There are two courses that seem to universally strike fear in my students’ hearts. One of them is algorithms.

I hear about this dingdang class from multiple students every quarter. Most of my own algorithms knowledge comes from learning on the job; I have never taken a class on the subject. However, I have a lot of experience getting up to speed on things without the aid of a mandatory curriculum. So I decided to walk myself through an algorithms class and share my process.

Here’s the first thing to know about me: I don’t follow MOOCs. Why: I am not smart in the way that MOOCs (and CS classes especially) bank on the students being smart.

- I don’t read fast.
- I can’t pay attention for long to a lector who is below about a 7 out of 10 engaging.

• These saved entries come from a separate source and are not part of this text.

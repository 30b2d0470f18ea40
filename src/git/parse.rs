//! git::parse
//!
//! Parsers for git's textual output.
//!
//! # Design
//!
//! Each query has its own parser. Parsers that can meet output they do not
//! understand return [`Parsed::Failed`] carrying the raw text, so an
//! unexpected shape is a value the caller must handle rather than a guess
//! about repository state. Parsers whose every input is meaningful (for
//! example "is this porcelain output non-empty") return plain values.

use std::fmt;

use super::runner::CommandResult;

/// Exit code `git diff --quiet` uses to signal "differences exist".
pub const DIFF_QUIET_DIFFERENCES: i32 = 1;

/// Conflict marker line prefixes written into files by a failed merge.
pub const CONFLICT_MARKERS: [&str; 3] = ["<<<<<<< ", "=======", ">>>>>>> "];

/// Outcome of parsing one query's output.
#[derive(Debug, Clone, PartialEq, Eq)]
pub enum Parsed<T> {
    /// Output matched the expected shape.
    Ok(T),
    /// Output did not match; the raw text is kept for the error report.
    Failed {
        /// Text that failed to parse
        raw: String,
    },
}

impl<T> Parsed<T> {
    fn failed(raw: impl Into<String>) -> Self {
        Parsed::Failed { raw: raw.into() }
    }

    /// Convert to a `Result`, keeping the raw text on failure.
    pub fn ok(self) -> Result<T, String> {
        match self {
            Parsed::Ok(value) => Ok(value),
            Parsed::Failed { raw } => Err(raw),
        }
    }

    /// Whether parsing succeeded.
    pub fn is_ok(&self) -> bool {
        matches!(self, Parsed::Ok(_))
    }
}

/// Commit counts relative to the remote-tracking branch.
#[derive(Debug, Clone, Copy, Default, PartialEq, Eq)]
pub struct AheadBehind {
    /// Local commits not on the remote.
    pub ahead: u32,
    /// Remote commits not in the local branch.
    pub behind: u32,
}

impl AheadBehind {
    /// Neither side has commits the other lacks.
    pub fn in_sync(&self) -> bool {
        self.ahead == 0 && self.behind == 0
    }
}

impl fmt::Display for AheadBehind {
    fn fmt(&self, f: &mut fmt::Formatter<'_>) -> fmt::Result {
        write!(f, "{} ahead, {} behind", self.ahead, self.behind)
    }
}

/// `status --porcelain`: any non-blank line means uncommitted changes.
pub fn porcelain_has_changes(stdout: &str) -> bool {
    stdout.lines().any(|line| !line.trim().is_empty())
}

/// `diff --cached --quiet`: the exit code carries the answer.
///
/// `0` means nothing staged, `1` means staged changes exist. Any other code,
/// or anything written to stderr, is a failed probe rather than an answer.
pub fn staged_probe(result: &CommandResult) -> Parsed<bool> {
    if !result.stderr.trim().is_empty() {
        return Parsed::failed(result.stderr.trim());
    }
    match result.exit_code {
        0 => Parsed::Ok(false),
        DIFF_QUIET_DIFFERENCES => Parsed::Ok(true),
        code => Parsed::failed(format!("exit code {}", code)),
    }
}

/// `rev-list --left-right --count HEAD...origin/<branch>`: `"<ahead>\t<behind>"`.
pub fn ahead_behind(stdout: &str) -> Parsed<AheadBehind> {
    let trimmed = stdout.trim();
    let fields: Vec<&str> = trimmed.split_whitespace().collect();
    if fields.len() != 2 {
        return Parsed::failed(trimmed);
    }
    match (fields[0].parse::<u32>(), fields[1].parse::<u32>()) {
        (Ok(ahead), Ok(behind)) => Parsed::Ok(AheadBehind { ahead, behind }),
        _ => Parsed::failed(trimmed),
    }
}

/// `rev-parse HEAD`: a single object id.
pub fn object_id(stdout: &str) -> Parsed<String> {
    let trimmed = stdout.trim();
    if is_object_id(trimmed) {
        Parsed::Ok(trimmed.to_string())
    } else {
        Parsed::failed(trimmed)
    }
}

/// `ls-remote origin HEAD`: `"<oid>\tHEAD"` on the first line.
pub fn remote_head(stdout: &str) -> Parsed<String> {
    let first = stdout.lines().next().unwrap_or("").trim();
    match first.split('\t').next() {
        Some(oid) if is_object_id(oid.trim()) => Parsed::Ok(oid.trim().to_string()),
        _ => Parsed::failed(stdout.trim()),
    }
}

fn is_object_id(text: &str) -> bool {
    matches!(text.len(), 40 | 64) && text.chars().all(|c| c.is_ascii_hexdigit())
}

/// `rev-parse --abbrev-ref HEAD`: one branch name.
///
/// A detached HEAD prints the literal `HEAD`, which is not a branch.
pub fn current_branch(stdout: &str) -> Parsed<String> {
    let trimmed = stdout.trim();
    if trimmed.is_empty() || trimmed == "HEAD" || trimmed.contains(char::is_whitespace) {
        Parsed::failed(trimmed)
    } else {
        Parsed::Ok(trimmed.to_string())
    }
}

/// `branch -a`: one name per line, current branch marked with `* `.
///
/// Symbolic entries (`remotes/origin/HEAD -> origin/main`) and detached-HEAD
/// placeholders are not branches and are dropped.
pub fn branch_list(stdout: &str) -> Vec<String> {
    stdout
        .lines()
        .map(str::trim)
        .map(|line| line.strip_prefix("* ").unwrap_or(line).trim())
        .filter(|line| !line.is_empty())
        .filter(|line| !line.contains(" -> ") && !line.starts_with('('))
        .map(str::to_string)
        .collect()
}

/// Branches offered as merge destinations once `source` is chosen.
pub fn destination_choices(branches: &[String], source: &str) -> Vec<String> {
    branches
        .iter()
        .filter(|branch| branch.as_str() != source)
        .cloned()
        .collect()
}

/// Plain `status`: look for git's rebase-in-progress phrase.
pub fn rebase_in_progress(status_stdout: &str) -> bool {
    status_stdout.contains("rebase in progress")
}

/// Newline-separated path output (`diff --name-only`, `grep -l`).
pub fn path_list(stdout: &str) -> Vec<String> {
    stdout
        .lines()
        .map(str::trim)
        .filter(|line| !line.is_empty())
        .map(str::to_string)
        .collect()
}

/// Whether file content still carries conflict markers.
pub fn has_conflict_markers(content: &str) -> bool {
    content.lines().any(|line| {
        line.starts_with(CONFLICT_MARKERS[0])
            || line.trim_end() == CONFLICT_MARKERS[1]
            || line.starts_with(CONFLICT_MARKERS[2])
    })
}

/// Porcelain lines whose change is not fully staged.
///
/// A line counts as staged when the index column is one of added, modified,
/// deleted, renamed, or copied and the worktree column is blank. Untracked
/// entries and unmerged pairs are reported.
pub fn unstaged_entries(porcelain: &str) -> Vec<String> {
    porcelain
        .lines()
        .filter(|line| !line.trim().is_empty())
        .filter(|line| !is_staged_entry(line))
        .map(str::to_string)
        .collect()
}

fn is_staged_entry(line: &str) -> bool {
    let mut chars = line.chars();
    let (Some(index), Some(worktree)) = (chars.next(), chars.next()) else {
        return false;
    };
    matches!(index, 'A' | 'M' | 'D' | 'R' | 'C') && worktree == ' '
}

/// A push refused because the remote has commits the local branch lacks.
pub fn is_non_fast_forward_rejection(result: &CommandResult) -> bool {
    !result.success()
        && result.stderr.contains("rejected")
        && result.stderr.contains("non-fast-forward")
}

/// Output from a pull or rebase step that stopped on a conflict.
pub fn reports_conflict(result: &CommandResult) -> bool {
    let text = result.combined_output();
    text.contains("CONFLICT") || text.to_ascii_lowercase().contains("could not apply")
}

/// A rebase step that stopped because resolving left the commit empty.
pub fn reports_empty_commit(result: &CommandResult) -> bool {
    let text = result.combined_output();
    text.contains("No changes")
        || text.contains("nothing to commit")
        || text.contains("is now empty")
}

/// A pull that had nothing to bring in.
///
/// A merge pull prints `Already up to date.` (older git hyphenates it); a
/// rebase pull prints `Current branch <name> is up to date.`
pub fn reports_up_to_date(stdout: &str) -> bool {
    stdout.contains("Already up to date")
        || stdout.contains("Already up-to-date")
        || stdout.lines().any(|line| {
            line.starts_with("Current branch ") && line.trim_end().ends_with("is up to date.")
        })
}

That knocks out most algorithms instructors for institutional reasons we might get to later.
- Mathematical notation does not come naturally to me. I might do better with a cheat sheet, but unfortunately I’ve never found a good one for the kind of notation you see beyond an introductory calculus class. So I tend to have to painstakingly sit there and translate equations into plain English.

Most of academic tradition caters to the most gifted, knowledgable, or advanced students in the class. I think this is because university professors are almost exclusively people for whom this system worked well. Their teaching propagates traditions that, as far as they know, work fine. But that doesn’t work for boneheads like me—at least not without supplementation.

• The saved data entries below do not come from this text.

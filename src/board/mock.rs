//! board::mock
//!
//! In-memory task board for deterministic tests.
//!
//! # Example
//!
//! ```
//! use carework::board::mock::MockBoard;
//! use carework::board::{Task, TaskBoard};
//!
//! # tokio::runtime::Runtime::new().unwrap().block_on(async {
//! let board = MockBoard::new().with_task("42", Task {
//!     id: "1".into(),
//!     name: "Write docs".into(),
//!     state: None,
//!     creator: None,
//! });
//! let tasks = board.incomplete_tasks("42").await.unwrap();
//! assert_eq!(tasks.len(), 1);
//! # });
//! ```

use std::collections::HashMap;
use std::sync::{Arc, Mutex};

use async_trait::async_trait;

use super::traits::{BoardError, Task, TaskBoard};

/// Mock board for testing.
///
/// Clones share state.
#[derive(Debug, Clone, Default)]
pub struct MockBoard {
    inner: Arc<Mutex<MockBoardInner>>,
}

#[derive(Debug, Default)]
struct MockBoardInner {
    boards: HashMap<String, Vec<Task>>,
    running: Vec<String>,
    fail_on: Option<FailOn>,
    operations: Vec<MockOperation>,
}

/// Which operation should fail, and with what.
#[derive(Debug, Clone)]
pub enum FailOn {
    IncompleteTasks(BoardError),
    TasksByCreator(BoardError),
    StartTimer(BoardError),
}

/// Recorded operation for test verification.
#[derive(Debug, Clone, PartialEq, Eq)]
pub enum MockOperation {
    IncompleteTasks { board_id: String },
    TasksByCreator { board_id: String, user_id: String },
    StartTimer { board_id: String, task_id: String },
}

impl MockBoard {
    pub fn new() -> Self {
        Self::default()
    }

    /// Add an item to a board.
    pub fn with_task(self, board_id: &str, task: Task) -> Self {
        self.inner
            .lock()
            .unwrap()
            .boards
            .entry(board_id.to_string())
            .or_default()
            .push(task);
        self
    }

    /// Make one operation fail.
    pub fn fail_on(self, fail_on: FailOn) -> Self {
        self.inner.lock().unwrap().fail_on = Some(fail_on);
        self
    }

    /// All recorded operations, oldest first.
    pub fn operations(&self) -> Vec<MockOperation> {
        self.inner.lock().unwrap().operations.clone()
    }

    /// Items whose timer was started.
    pub fn running_timers(&self) -> Vec<String> {
        self.inner.lock().unwrap().running.clone()
    }

    fn items(inner: &MockBoardInner, board_id: &str) -> Result<Vec<Task>, BoardError> {
        inner
            .boards
            .get(board_id)
            .cloned()
            .ok_or_else(|| BoardError::NotFound(format!("board {}", board_id)))
    }
}

#[async_trait]
impl TaskBoard for MockBoard {
    async fn incomplete_tasks(&self, board_id: &str) -> Result<Vec<Task>, BoardError> {
        let mut inner = self.inner.lock().unwrap();
        inner.operations.push(MockOperation::IncompleteTasks {
            board_id: board_id.to_string(),
        });
        if let Some(FailOn::IncompleteTasks(e)) = &inner.fail_on {
            return Err(e.clone());
        }
        let items = Self::items(&inner, board_id)?;
        Ok(items.into_iter().filter(|t| !t.is_done()).collect())
    }

    async fn tasks_by_creator(
        &self,
        board_id: &str,
        user_id: &str,
    ) -> Result<Vec<Task>, BoardError> {
        let mut inner = self.inner.lock().unwrap();
        inner.operations.push(MockOperation::TasksByCreator {
            board_id: board_id.to_string(),
            user_id: user_id.to_string(),
        });
        if let Some(FailOn::TasksByCreator(e)) = &inner.fail_on {
            return Err(e.clone());
        }
        let items = Self::items(&inner, board_id)?;
        Ok(items
            .into_iter()
            .filter(|t| t.creator.as_ref().is_some_and(|c| c.id == user_id))
            .collect())
    }

    async fn start_timer(&self, board_id: &str, task_id: &str) -> Result<(), BoardError> {
        let mut inner = self.inner.lock().unwrap();
        inner.operations.push(MockOperation::StartTimer {
            board_id: board_id.to_string(),
            task_id: task_id.to_string(),
        });
        if let Some(FailOn::StartTimer(e)) = &inner.fail_on {
            return Err(e.clone());
        }
        let items = Self::items(&inner, board_id)?;
        if !items.iter().any(|t| t.id == task_id) {
            return Err(BoardError::NotFound(format!("item {}", task_id)));
        }
        inner.running.push(task_id.to_string());
        Ok(())
    }
}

### I don’t mind starting with a substrate, though.

At first I chose the 2012 recording of MIT’s “Introduction to Algorithms” on YouTube as my substrate. I’ll go through the videos one by one, but I’ll also share with you the supplemental images, videos, readings, and exercises I use to bridge the gaps between what *I* think are the biggest missing stairs that these lectures ask students to leap over.

They start with this video, which is, I guess, fine.

I learned from it:

- Why the efficiency of a lot of algorithms is n log n (indicates some kind of binary search is going on). Log, in this case, is log base 2, since stuff is getting split into 2 parts
- The students who ask questions in this class are, to me, very obviously the ones who don’t need to be here, which is one of the pitfalls of pedagogical tradition in general and probably honestly MIT specifically
- theta and T are assumed knowledge here. So I looked that up and was enlightened. It turns out the two are
*interchangeable*terms that refer to “the function we use to calculate the running time of this algorithm. Theta-n refers to the running time as a function of n, n being the number of items in the input list.” CS profs:**please, never use two interchangeable terms without telling the class they are interchangeable.**This is a super-efficient way to lose a lot of people.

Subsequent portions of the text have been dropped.